Exercise details — Gather the lines from the material that contain "layouts".
Segment Start: Available data
//! Fixed protocol constants that should NOT be changed.
//!
//! These values are defined by the slimproto wire protocol itself (or by the
//! reference server implementation clients expect byte-for-byte compatibility
//! with) and changing them would break compatibility with real players.

// ─────────────────────────────────────────────────────────────────────────────
// Listener
// ─────────────────────────────────────────────────────────────────────────────

/// Default TCP port the protocol server listens on.
pub const SLIMPROTO_PORT: u16 = 3483;

// ─────────────────────────────────────────────────────────────────────────────
// Framing
// ─────────────────────────────────────────────────────────────────────────────

/// Maximum accepted payload length for an inbound client->server frame.
///
/// A declared length greater than this is rejected as `FrameTooLarge`; a
/// length equal to this is accepted.
pub const MAX_FRAME_PAYLOAD: u32 = 65536;

/// Size in bytes of the client->server frame header (4-byte tag + 4-byte
/// big-endian length).
pub const CLIENT_FRAME_HEADER_SIZE: usize = 8;

/// Size in bytes of a wire tag (`strm`, `HELO`, `STAT`, ...).
pub const TAG_SIZE: usize = 4;

// ─────────────────────────────────────────────────────────────────────────────
// Command frame layouts
// ─────────────────────────────────────────────────────────────────────────────

/// Fixed header size of an `strm` command frame, before any trailing request
/// string.
pub const STRM_FIXED_HEADER_SIZE: usize = 24;

/// Total size of an `audg` command frame.
pub const AUDG_FRAME_SIZE: usize = 18;

/// Minimum length of a HELO payload the parser will accept.
pub const HELO_MIN_PAYLOAD_SIZE: usize = 10;

/// HELO payload length at or above which a 16-byte UUID is present at
/// offset 8..24, shifting the capability string to offset 36.
pub const HELO_UUID_THRESHOLD: usize = 36;

/// Capability string offset when no UUID is present.
pub const HELO_CAPABILITIES_OFFSET_SHORT: usize = 20;

/// Capability string offset when a UUID is present.
pub const HELO_CAPABILITIES_OFFSET_EXTENDED: usize = 36;

/// Minimum STAT payload length carrying the full set of offsets this server
/// extracts. Shorter payloads are tolerated; missing fields default to 0.
pub const STAT_MIN_PAYLOAD_SIZE: usize = 36;

// ─────────────────────────────────────────────────────────────────────────────
// Handshake greeting
// ─────────────────────────────────────────────────────────────────────────────

/// Literal `vers` payload sent immediately after a successful HELO.
///
/// Real clients only check that this is present and well-formed ASCII; the
/// value is cosmetic but fixed for compatibility with server-version probes.
pub const SERVER_VERSION_STRING: &str = "8.5.0";

// ─────────────────────────────────────────────────────────────────────────────
// Liveness
// ─────────────────────────────────────────────────────────────────────────────

/// Deadline for receiving the first (HELO) frame on a newly accepted
/// connection.
pub const HELO_DEADLINE_SECS: u64 = 5;

/// Inactivity threshold past which a session is considered dead and evicted.
pub const CLIENT_TIMEOUT_SECS: u64 = 60;

/// Interval on which the heartbeat/timeout supervisor sweeps the registry.
///
/// Documented cadence for the heartbeat a player actually observes is 10s;
/// the supervisor itself wakes every `CLIENT_CHECK_INTERVAL_SECS` to check
/// for timeouts, which happens to also be the interval at which `strm t`
/// heartbeats go out.
pub const CLIENT_CHECK_INTERVAL_SECS: u64 = 5;

/// Documented heartbeat cadence from the player's point of view.
pub const HEARTBEAT_INTERVAL_SECS: u64 = 10;

// ─────────────────────────────────────────────────────────────────────────────
// Streaming defaults
// ─────────────────────────────────────────────────────────────────────────────

/// Default streaming port advertised in `strm` frames.
pub const DEFAULT_STREAMING_PORT: u16 = 9000;

/// Default decoder buffer threshold (KB) used by `start_stream`.
pub const DEFAULT_BUFFER_THRESHOLD_KB: u8 = 255;

/// Default volume step used by `volume_up`/`volume_down`.
pub const DEFAULT_VOLUME_STEP: u8 = 5;
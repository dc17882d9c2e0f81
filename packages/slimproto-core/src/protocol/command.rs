//! Command frame construction: the 24-byte `strm` stream-control header and
//! the 18-byte `audg` audio-gain frame.
//!
//! Every byte in these layouts is semantically significant and fixed by the
//! wire protocol; see the module-level doc for field offsets.

use crate::error::ArgumentError;

/// `strm` action byte.
#[derive(Debug, Clone, Copy, PartialEq, Eq)]
pub enum StreamCommand {
    /// `s` - start a new stream.
    Start,
    /// `p` - pause.
    Pause,
    /// `u` - unpause.
    Unpause,
    /// `q` - stop.
    Stop,
    /// `f` - flush (used before a track switch).
    Flush,
    /// `t` - status request (heartbeat).
    Status,
    /// `a` - skip/autostart-at-position. Reserved: no builder or consumer
    /// uses this action in this core.
    Skip,
}

impl StreamCommand {
    fn as_byte(self) -> u8 {
        match self {
            Self::Start => b's',
            Self::Pause => b'p',
            Self::Unpause => b'u',
            Self::Stop => b'q',
            Self::Flush => b'f',
            Self::Status => b't',
            Self::Skip => b'a',
        }
    }
}

/// `strm` autostart byte.
#[derive(Debug, Clone, Copy, PartialEq, Eq)]
pub enum AutostartMode {
    /// `0` - do not autostart; caller sends an explicit unpause.
    Off,
    /// `1` - autostart once buffered.
    Auto,
    /// `2` - direct streaming, no autostart.
    Direct,
    /// `3` - direct streaming with autostart.
    DirectAuto,
}

impl AutostartMode {
    fn as_byte(self) -> u8 {
        match self {
            Self::Off => b'0',
            Self::Auto => b'1',
            Self::Direct => b'2',
            Self::DirectAuto => b'3',
        }
    }
}

/// `strm` format byte.
#[derive(Debug, Clone, Copy, PartialEq, Eq)]
pub enum AudioFormat {
    /// `m` MP3.
    Mp3,
    /// `p` PCM.
    Pcm,
    /// `f` FLAC.
    Flac,
    /// `o` Ogg.
    Ogg,
    /// `a` AAC.
    Aac,
    /// `w` WMA.
    Wma,
    /// `l` ALAC.
    Alac,
    /// `d` DSD.
    Dsd,
    /// `?` unknown/self-describing.
    Unknown,
}

impl AudioFormat {
    fn as_byte(self) -> u8 {
        match self {
            Self::Mp3 => b'm',
            Self::Pcm => b'p',
            Self::Flac => b'f',
            Self::Ogg => b'o',
            Self::Aac => b'a',
            Self::Wma => b'w',
            Self::Alac => b'l',
            Self::Dsd => b'd',
            Self::Unknown => b'?',
        }
    }
}

/// `strm` PCM sample size byte (`0..3`, or `?` self-describing).
#[derive(Debug, Clone, Copy, PartialEq, Eq)]
pub enum PcmSampleSize {
    /// 8-bit.
    Bits8,
    /// 16-bit.
    Bits16,
    /// 24-bit.
    Bits24,
    /// 32-bit.
    Bits32,
    /// Self-describing (container carries the size).
    SelfDescribing,
}

impl PcmSampleSize {
    fn as_byte(self) -> u8 {
        match self {
            Self::Bits8 => b'0',
            Self::Bits16 => b'1',
            Self::Bits24 => b'2',
            Self::Bits32 => b'3',
            Self::SelfDescribing => b'?',
        }
    }
}

/// `strm` PCM sample rate byte.
#[derive(Debug, Clone, Copy, PartialEq, Eq)]
pub enum PcmSampleRate {
    /// 11025 Hz.
    Hz11025,
    /// 22050 Hz.
    Hz22050,
    /// 32000 Hz.
    Hz32000,
    /// 44100 Hz.
    Hz44100,
    /// 48000 Hz.
    Hz48000,
    /// 8000 Hz.
    Hz8000,
    /// 12000 Hz.
    Hz12000,
    /// 16000 Hz.
    Hz16000,
    /// 24000 Hz.
    Hz24000,
    /// 96000 Hz.
    Hz96000,
    /// Self-describing.
    SelfDescribing,
}

impl PcmSampleRate {
    fn as_byte(self) -> u8 {
        match self {
            Self::Hz11025 => b'0',
            Self::Hz22050 => b'1',
            Self::Hz32000 => b'2',
            Self::Hz44100 => b'3',
            Self::Hz48000 => b'4',
            Self::Hz8000 => b'5',
            Self::Hz12000 => b'6',
            Self::Hz16000 => b'7',
            Self::Hz24000 => b'8',
            Self::Hz96000 => b'9',
            Self::SelfDescribing => b'?',
        }
    }
}

/// `strm` PCM channels byte.
#[derive(Debug, Clone, Copy, PartialEq, Eq)]
pub enum PcmChannels {
    /// Mono.
    Mono,
    /// Stereo.
    Stereo,
    /// Self-describing.
    SelfDescribing,
}

impl PcmChannels {
    fn as_byte(self) -> u8 {
        match self {
            Self::Mono => b'1',
            Self::Stereo => b'2',
            Self::SelfDescribing => b'?',
        }
    }
}

/// `strm` PCM endianness byte.
#[derive(Debug, Clone, Copy, PartialEq, Eq)]
pub enum PcmEndianness {
    /// Big-endian.
    Big,
    /// Little-endian.
    Little,
    /// Self-describing.
    SelfDescribing,
}

impl PcmEndianness {
    fn as_byte(self) -> u8 {
        match self {
            Self::Big => b'0',
            Self::Little => b'1',
            Self::SelfDescribing => b'?',
        }
    }
}

/// `strm` transition type byte (`0..5`).
#[derive(Debug, Clone, Copy, PartialEq, Eq)]
pub enum TransitionType {
    /// No transition.
    None,
    /// Crossfade.
    Crossfade,
    /// Fade in.
    FadeIn,
    /// Fade out.
    FadeOut,
    /// Fade in and out.
    FadeInOut,
    /// Crossfade, but only if the track already ended.
    CrossfadeOnEnd,
}

impl TransitionType {
    fn as_byte(self) -> u8 {
        match self {
            Self::None => b'0',
            Self::Crossfade => b'1',
            Self::FadeIn => b'2',
            Self::FadeOut => b'3',
            Self::FadeInOut => b'4',
            Self::CrossfadeOnEnd => b'5',
        }
    }
}

/// `strm` SPDIF mode byte.
#[derive(Debug, Clone, Copy, PartialEq, Eq)]
pub enum SpdifMode {
    /// Auto.
    Auto,
    /// Force on.
    On,
    /// Force off.
    Off,
}

impl SpdifMode {
    fn as_byte(self) -> u8 {
        match self {
            Self::Auto => 0,
            Self::On => 1,
            Self::Off => 2,
        }
    }
}

/// `strm` flag bits (byte offset 11).
pub mod strm_flags {
    /// Loop infinitely.
    pub const LOOP_INFINITE: u8 = 0x80;
    /// Do not restart the decoder between tracks.
    pub const NO_RESTART_DECODER: u8 = 0x40;
    /// Use SSL for the client's HTTP connect-back.
    pub const USE_SSL: u8 = 0x20;
    /// Stream is sent via the direct-protocol path.
    pub const DIRECT_PROTOCOL: u8 = 0x10;
    /// Play only the right channel, downmixed to mono.
    pub const MONO_RIGHT: u8 = 0x08;
    /// Play only the left channel, downmixed to mono.
    pub const MONO_LEFT: u8 = 0x04;
    /// Invert the right channel's polarity.
    pub const INVERT_RIGHT: u8 = 0x02;
    /// Invert the left channel's polarity.
    pub const INVERT_LEFT: u8 = 0x01;
}

/// Parameters for a fully general `strm` frame.
///
/// Most callers should use the convenience builders
/// ([`build_strm_start`], [`build_strm_pause`], ...) instead of constructing
/// this directly.
#[derive(Debug, Clone)]
pub struct StreamParams {
    /// Action byte.
    pub command: StreamCommand,
    /// Autostart byte.
    pub autostart: AutostartMode,
    /// Format byte.
    pub format: AudioFormat,
    /// PCM sample size byte.
    pub pcm_sample_size: PcmSampleSize,
    /// PCM sample rate byte.
    pub pcm_sample_rate: PcmSampleRate,
    /// PCM channels byte.
    pub pcm_channels: PcmChannels,
    /// PCM endianness byte.
    pub pcm_endianness: PcmEndianness,
    /// Decoder buffer threshold, KB.
    pub buffer_threshold_kb: u8,
    /// SPDIF mode.
    pub spdif_mode: SpdifMode,
    /// Transition duration, seconds.
    pub transition_duration_secs: u8,
    /// Transition type.
    pub transition_type: TransitionType,
    /// Flag bitfield (see [`strm_flags`]).
    pub flags: u8,
    /// Output buffer threshold, tenths of a second.
    pub output_threshold_tenths: u8,
    /// Number of slave streams (synchronized group playback).
    pub slave_streams: u8,
    /// Replay gain (16.16 fixed point) for `start`, or a millisecond
    /// interval for `pause`/`unpause`.
    pub replay_gain_or_interval: u32,
    /// Server port the client should connect back to.
    pub server_port: u16,
    /// Server IPv4 address the client should connect back to, as a
    /// big-endian u32.
    pub server_ip: u32,
    /// Trailing request string (e.g. the HTTP GET line for `start`).
    pub request: Vec<u8>,
}

/// Packs a `strm` frame: the 24-byte fixed header followed by the optional
/// trailing request string.
#[must_use]
pub fn build_strm_frame(params: &StreamParams) -> Vec<u8> {
    let mut buf = Vec::with_capacity(24 + params.request.len());
    buf.push(params.command.as_byte());
    buf.push(params.autostart.as_byte());
    buf.push(params.format.as_byte());
    buf.push(params.pcm_sample_size.as_byte());
    buf.push(params.pcm_sample_rate.as_byte());
    buf.push(params.pcm_channels.as_byte());
    buf.push(params.pcm_endianness.as_byte());
    buf.push(params.buffer_threshold_kb);
    buf.push(params.spdif_mode.as_byte());
    buf.push(params.transition_duration_secs);
    buf.push(params.transition_type.as_byte());
    buf.push(params.flags);
    buf.push(params.output_threshold_tenths);
    buf.push(params.slave_streams);
    buf.extend_from_slice(&params.replay_gain_or_interval.to_be_bytes());
    buf.extend_from_slice(&params.server_port.to_be_bytes());
    buf.extend_from_slice(&params.server_ip.to_be_bytes());
    debug_assert_eq!(buf.len(), 24);
    buf.extend_from_slice(&params.request);
    buf
}

fn base_params(
    command: StreamCommand,
    autostart: AutostartMode,
    format: AudioFormat,
    server_port: u16,
    server_ip: u32,
) -> StreamParams {
    StreamParams {
        command,
        autostart,
        format,
        pcm_sample_size: PcmSampleSize::SelfDescribing,
        pcm_sample_rate: PcmSampleRate::SelfDescribing,
        pcm_channels: PcmChannels::SelfDescribing,
        pcm_endianness: PcmEndianness::SelfDescribing,
        buffer_threshold_kb: 0,
        spdif_mode: SpdifMode::Auto,
        transition_duration_secs: 0,
        transition_type: TransitionType::None,
        flags: 0,
        output_threshold_tenths: 0,
        slave_streams: 0,
        replay_gain_or_interval: 0,
        server_port,
        server_ip,
        request: Vec::new(),
    }
}

/// Builds a `strm s` (start) frame.
///
/// `format` and whether PCM fields are self-describing should already be
/// resolved by the streaming-policy shim before calling this.
#[must_use]
pub fn build_strm_start(
    format: AudioFormat,
    self_describing_pcm: bool,
    request: Vec<u8>,
    buffer_threshold_kb: u8,
    server_port: u16,
    server_ip: u32,
) -> Vec<u8> {
    let mut params = base_params(
        StreamCommand::Start,
        AutostartMode::Auto,
        format,
        server_port,
        server_ip,
    );
    if !self_describing_pcm {
        params.pcm_sample_size = PcmSampleSize::Bits16;
        params.pcm_sample_rate = PcmSampleRate::Hz44100;
        params.pcm_channels = PcmChannels::Stereo;
        params.pcm_endianness = PcmEndianness::Big;
    }
    params.buffer_threshold_kb = buffer_threshold_kb;
    params.request = request;
    build_strm_frame(&params)
}

/// Builds a `strm p` (pause) frame, with an optional millisecond timestamp
/// stored in the replay-gain/interval slot.
#[must_use]
pub fn build_strm_pause(interval_ms: u32, server_port: u16, server_ip: u32) -> Vec<u8> {
    let mut params = base_params(
        StreamCommand::Pause,
        AutostartMode::Off,
        AudioFormat::Mp3,
        server_port,
        server_ip,
    );
    params.replay_gain_or_interval = interval_ms;
    build_strm_frame(&params)
}

/// Builds a `strm u` (unpause) frame, with an optional millisecond timestamp
/// stored in the replay-gain/interval slot.
#[must_use]
pub fn build_strm_unpause(interval_ms: u32, server_port: u16, server_ip: u32) -> Vec<u8> {
    let mut params = base_params(
        StreamCommand::Unpause,
        AutostartMode::Off,
        AudioFormat::Mp3,
        server_port,
        server_ip,
    );
    params.replay_gain_or_interval = interval_ms;
    build_strm_frame(&params)
}

/// Builds a `strm q` (stop) frame.
#[must_use]
pub fn build_strm_stop(server_port: u16, server_ip: u32) -> Vec<u8> {
    build_strm_frame(&base_params(
        StreamCommand::Stop,
        AutostartMode::Off,
        AudioFormat::Mp3,
        server_port,
        server_ip,
    ))
}

/// Builds a `strm f` (flush) frame.
#[must_use]
pub fn build_strm_flush(server_port: u16, server_ip: u32) -> Vec<u8> {
    build_strm_frame(&base_params(
        StreamCommand::Flush,
        AutostartMode::Off,
        AudioFormat::Mp3,
        server_port,
        server_ip,
    ))
}

/// Builds a `strm t` (status request / heartbeat) frame.
///
/// `server_port`/`server_ip` must be a reachable advertised address, never
/// `0`/`0.0.0.0` — this is the frame real clients use to decide where to
/// connect back for audio.
#[must_use]
pub fn build_strm_status(server_port: u16, server_ip: u32) -> Vec<u8> {
    build_strm_frame(&base_params(
        StreamCommand::Status,
        AutostartMode::Off,
        AudioFormat::Mp3,
        server_port,
        server_ip,
    ))
}

/// Converts a volume/mute pair into the 16.16 fixed point gain this
/// protocol expects: `muted ? 0 : round((v/100) * 256) << 8`.
#[must_use]
pub fn volume_to_gain(volume: u8, muted: bool) -> u32 {
    if muted {
        return 0;
    }
    let scaled = (f64::from(volume) / 100.0 * 256.0).round() as u32;
    scaled << 8
}

/// Builds an `audg` (audio gain / volume) frame.
///
/// Layout: two deprecated zero u32 fields, a `digital_volume` flag byte, a
/// preamp byte, then left and right gain as big-endian u32 16.16 fixed
/// point. `build_volume_frame`-style callers always pass equal left/right
/// gain.
#[must_use]
pub fn build_audg_frame(volume: u8, muted: bool, digital_volume: bool, preamp: u8) -> Vec<u8> {
    let gain = volume_to_gain(volume, muted);
    let mut buf = Vec::with_capacity(18);
    buf.extend_from_slice(&0u32.to_be_bytes());
    buf.extend_from_slice(&0u32.to_be_bytes());
    buf.push(u8::from(digital_volume));
    buf.push(preamp);
    buf.extend_from_slice(&gain.to_be_bytes());
    buf.extend_from_slice(&gain.to_be_bytes());
    debug_assert_eq!(buf.len(), 18);
    buf
}

/// Validates that a wire tag is exactly 4 bytes, for callers building tags
/// from caller-supplied strings rather than literals.
pub fn validate_tag(tag: &[u8]) -> Result<[u8; 4], ArgumentError> {
    tag.try_into()
        .map_err(|_| ArgumentError::InvalidTagLength(tag.len()))
}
Segment End: Available data
Exercise answer —
// Command frame layouts
//! Every byte in these layouts is semantically significant and fixed by the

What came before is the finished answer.